Closing this prison doesn't add up
The Gazette Editorial Board
Some state leaders have been trying to shut down Luster Heights Prison Camp for a decade. And now the governor’s proposed budget again has the Allamakee County facility up for closure.
It’s part of cost-saving efforts, moving money to other prisons in the state system. Laudable. But closing this correctional facility looks counterproductive.
Consider what The Gazette recently reported about the 88-bed, minimum-security prison:
l Inmates get to Luster Heights because they’ve earned it through positive behavior in higher-security prisons.
l Despite no fence or security guards, there have not been any walk-offs in the last eight years.
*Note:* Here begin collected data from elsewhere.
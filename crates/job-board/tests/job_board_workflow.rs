//! End-to-end behavior through the public `JobBoard` facade: seeding, the
//! listing scenarios from the fixture data, persistence on disk and concurrent
//! writers.

use std::collections::{BTreeSet, HashSet};
use std::time::Duration;

use chrono::{TimeZone, Utc};

use job_board::applications::{ApplicationSubmission, EmployeeApplication};
use job_board::ids::JobId;
use job_board::inquiries::InquirySubmission;
use job_board::jobs::{
    EmploymentType, JobCategory, JobField, JobFilter, JobServiceError, NewJob, PageRequest,
};
use job_board::latency::SimulatedLatency;
use job_board::store::{CollectionKey, FileBackend, MemoryBackend, StoreBackend, StoreError};
use job_board::JobBoard;

async fn seeded_board() -> JobBoard<MemoryBackend> {
    let board = JobBoard::new(MemoryBackend::new(), SimulatedLatency::none());
    board.store().seed().await.expect("seed succeeds");
    board
}

fn application(name: &str) -> ApplicationSubmission {
    ApplicationSubmission {
        full_name: name.to_string(),
        email: format!("{}@example.com", name.to_lowercase()),
        phone: String::new(),
        address: String::new(),
        availability: BTreeSet::from([EmploymentType::Temporary]),
        desired_industries: String::new(),
        skills: String::new(),
        work_history: String::new(),
        resume: "data:application/pdf;base64,AAAA".to_string(),
        resume_filename: Some("resume.pdf".to_string()),
        cover_letter: String::new(),
        job_title: "Warehouse Associate".to_string(),
        data_consent: true,
    }
}

fn new_job(title: &str) -> NewJob {
    NewJob {
        title: title.to_string(),
        company: "Remote First Inc.".to_string(),
        location: "Remote (Canada)".to_string(),
        employment_type: EmploymentType::PartTime,
        category: JobCategory::Healthcare,
        description: "Triage patient messages.".to_string(),
        responsibilities: Vec::new(),
        requirements: vec!["RPN licence".to_string()],
        salary: None,
        featured: false,
        application_deadline: Utc.with_ymd_and_hms(2024, 10, 1, 12, 0, 0).unwrap(),
    }
}

#[tokio::test]
async fn fixture_listing_scenarios() {
    let board = seeded_board().await;

    let remote = JobFilter::from_parts(None, None, None, true).expect("valid filter");
    let page = board
        .jobs()
        .list(&remote, PageRequest::default())
        .await
        .expect("list succeeds");
    assert!(page.items.is_empty());
    assert_eq!(page.total_count, 0);

    let full_time = JobFilter::from_parts(None, Some(EmploymentType::FullTime), None, false)
        .expect("valid filter");
    let page = board
        .jobs()
        .list(&full_time, PageRequest::new(1, 2).expect("valid window"))
        .await
        .expect("list succeeds");
    let ids: Vec<&str> = page.items.iter().map(|job| job.id.as_str()).collect();
    assert_eq!(ids, vec!["4", "1"]);
    assert_eq!(page.total_count, 3);

    let page = board
        .jobs()
        .list(&full_time, PageRequest::new(2, 2).expect("valid window"))
        .await
        .expect("list succeeds");
    let ids: Vec<&str> = page.items.iter().map(|job| job.id.as_str()).collect();
    assert_eq!(ids, vec!["6"]);
}

#[tokio::test]
async fn search_term_and_location_narrow_results() {
    let board = seeded_board().await;
    let filter = JobFilter::from_parts(
        Some("solutions".to_string()),
        None,
        Some("Toronto, ON".to_string()),
        false,
    )
    .expect("valid filter");

    let page = board
        .jobs()
        .list(&filter, PageRequest::default())
        .await
        .expect("list succeeds");
    let ids: Vec<&str> = page.items.iter().map(|job| job.id.as_str()).collect();
    assert_eq!(ids, vec!["1", "6"]);
}

#[tokio::test]
async fn created_remote_job_is_found_and_unique_values_refresh() {
    let board = seeded_board().await;
    let created = board
        .jobs()
        .create(new_job("Telehealth Nurse"))
        .await
        .expect("create succeeds");

    let remote = JobFilter::from_parts(None, None, None, true).expect("valid filter");
    let page = board
        .jobs()
        .list(&remote, PageRequest::default())
        .await
        .expect("list succeeds");
    assert_eq!(page.total_count, 1);
    assert_eq!(page.items[0].id, created.id);

    let locations = board
        .jobs()
        .unique_values(JobField::Location)
        .await
        .expect("values load");
    assert!(locations.contains(&"Remote (Canada)".to_string()));

    board.jobs().delete(&created.id).await.expect("delete succeeds");
    assert!(matches!(
        board.jobs().get(&created.id).await,
        Err(JobServiceError::NotFound(_))
    ));
}

#[tokio::test]
async fn corrupt_collection_surfaces_as_store_error() {
    let board = seeded_board().await;
    board
        .store()
        .backend()
        .write(CollectionKey::Jobs, "[{\"id\": 7}]")
        .await
        .expect("write succeeds");

    match board.jobs().get(&JobId::from("1")).await {
        Err(JobServiceError::Store(err)) => assert!(err.is_corrupt()),
        other => panic!("expected corrupt store error, got {other:?}"),
    }
}

#[tokio::test]
async fn file_backend_survives_restart() {
    let dir = tempfile::tempdir().expect("temp dir");

    let first = JobBoard::new(FileBackend::new(dir.path()), SimulatedLatency::none());
    first.store().seed().await.expect("seed succeeds");
    let created = first
        .applications()
        .create(application("Ana"))
        .await
        .expect("create succeeds");
    first
        .jobs()
        .delete(&JobId::from("3"))
        .await
        .expect("delete succeeds");
    drop(first);

    let second = JobBoard::new(FileBackend::new(dir.path()), SimulatedLatency::none());
    let report = second.store().seed().await.expect("seed succeeds");
    assert!(report.seeded.is_empty(), "populated files must not be reseeded");

    let applications = second.applications().list().await.expect("list succeeds");
    assert_eq!(applications, vec![created]);
    let page = second
        .jobs()
        .list(&JobFilter::default(), PageRequest::default())
        .await
        .expect("list succeeds");
    assert_eq!(page.total_count, 5);

    assert!(dir.path().join("jobs.json").exists());
    assert!(dir.path().join("employerInquiries.json").exists());
}

#[tokio::test(flavor = "multi_thread", worker_threads = 4)]
async fn concurrent_submissions_are_not_lost() {
    let board = seeded_board().await;

    let handles: Vec<_> = (0..32)
        .map(|n| {
            let board = board.clone();
            tokio::spawn(async move {
                board
                    .applications()
                    .create(application(&format!("Candidate{n}")))
                    .await
            })
        })
        .collect();

    let mut ids = HashSet::new();
    for handle in handles {
        let created = handle
            .await
            .expect("task joins")
            .expect("create succeeds");
        ids.insert(created.id);
    }
    assert_eq!(ids.len(), 32);

    let stored: Vec<EmployeeApplication> = board
        .store()
        .load()
        .await
        .expect("load succeeds");
    assert_eq!(stored.len(), 32);
}

#[tokio::test(flavor = "multi_thread", worker_threads = 4)]
async fn concurrent_job_updates_and_inquiries_interleave_safely() {
    let board = seeded_board().await;

    let mut handles = Vec::new();
    for n in 0..8 {
        let jobs_board = board.clone();
        handles.push(tokio::spawn(async move {
            jobs_board
                .jobs()
                .create(new_job(&format!("Nurse {n}")))
                .await
                .map(|_| ())
                .map_err(|err| err.to_string())
        }));
        let inquiry_board = board.clone();
        handles.push(tokio::spawn(async move {
            inquiry_board
                .inquiries()
                .create(InquirySubmission {
                    company_name: format!("Clinic {n}"),
                    contact_person: "Dr. Lee".to_string(),
                    email: "lee@clinic.example".to_string(),
                    phone: String::new(),
                    staffing_need: "Weekend coverage".to_string(),
                })
                .await
                .map(|_| ())
                .map_err(|err| err.to_string())
        }));
    }
    for handle in handles {
        handle.await.expect("task joins").expect("operation succeeds");
    }

    let snapshot = board.store().snapshot().await.expect("snapshot builds");
    assert_eq!(snapshot.jobs.len(), 14);
    assert_eq!(snapshot.employer_inquiries.len(), 8);
}

#[tokio::test(start_paused = true)]
async fn operations_wait_for_simulated_latency() {
    let board = JobBoard::new(
        MemoryBackend::new(),
        SimulatedLatency::new(Duration::from_millis(500)),
    );
    board.store().seed().await.expect("seed succeeds");

    let started = tokio::time::Instant::now();
    let result = board.jobs().get(&JobId::from("missing")).await;
    assert!(matches!(result, Err(JobServiceError::NotFound(_))));
    assert!(started.elapsed() >= Duration::from_millis(500));
}

#[test]
fn store_error_reports_collection_name() {
    let err = StoreError::DuplicateId {
        key: CollectionKey::EmployeeApplications,
        id: "x".to_string(),
    };
    assert!(err.to_string().contains("employeeApplications"));
}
l The annual cost to keep an inmate at Luster Heights is under $20,000, while the statewide average is more than $30,000 — a difference of about $800,000 per year.
l Some of the savings is because of self-sufficiency practices. For example, wood cut by the inmates provides 95 percent of the facility’s heat. Produce raised helps hold down the food bills.
l Inmate labor helps the county’s conservation and roads departments, as well as the city of Waukon, save tens of thousands of taxpayer dollars.
l Inmates also assist state foresters with planting replacement trees and maintaining trails in the nearby Yellow River State Forest.
l Most noteworthy: 85 percent of the inmates participate in drug treatment. Once released, 22.7 percent reoffend and return to prison within three years; the statewide rate is 31.8 percent.
Gosh — treatment and work experience that helps offenders be more likely to succeed when re-entering society, all at a lower cost to the state while also assisting local governments. Does it really make sense to “save” the state’s annual appropriation of $1.6 million for Luster Heights? Isn’t the real savings already happening?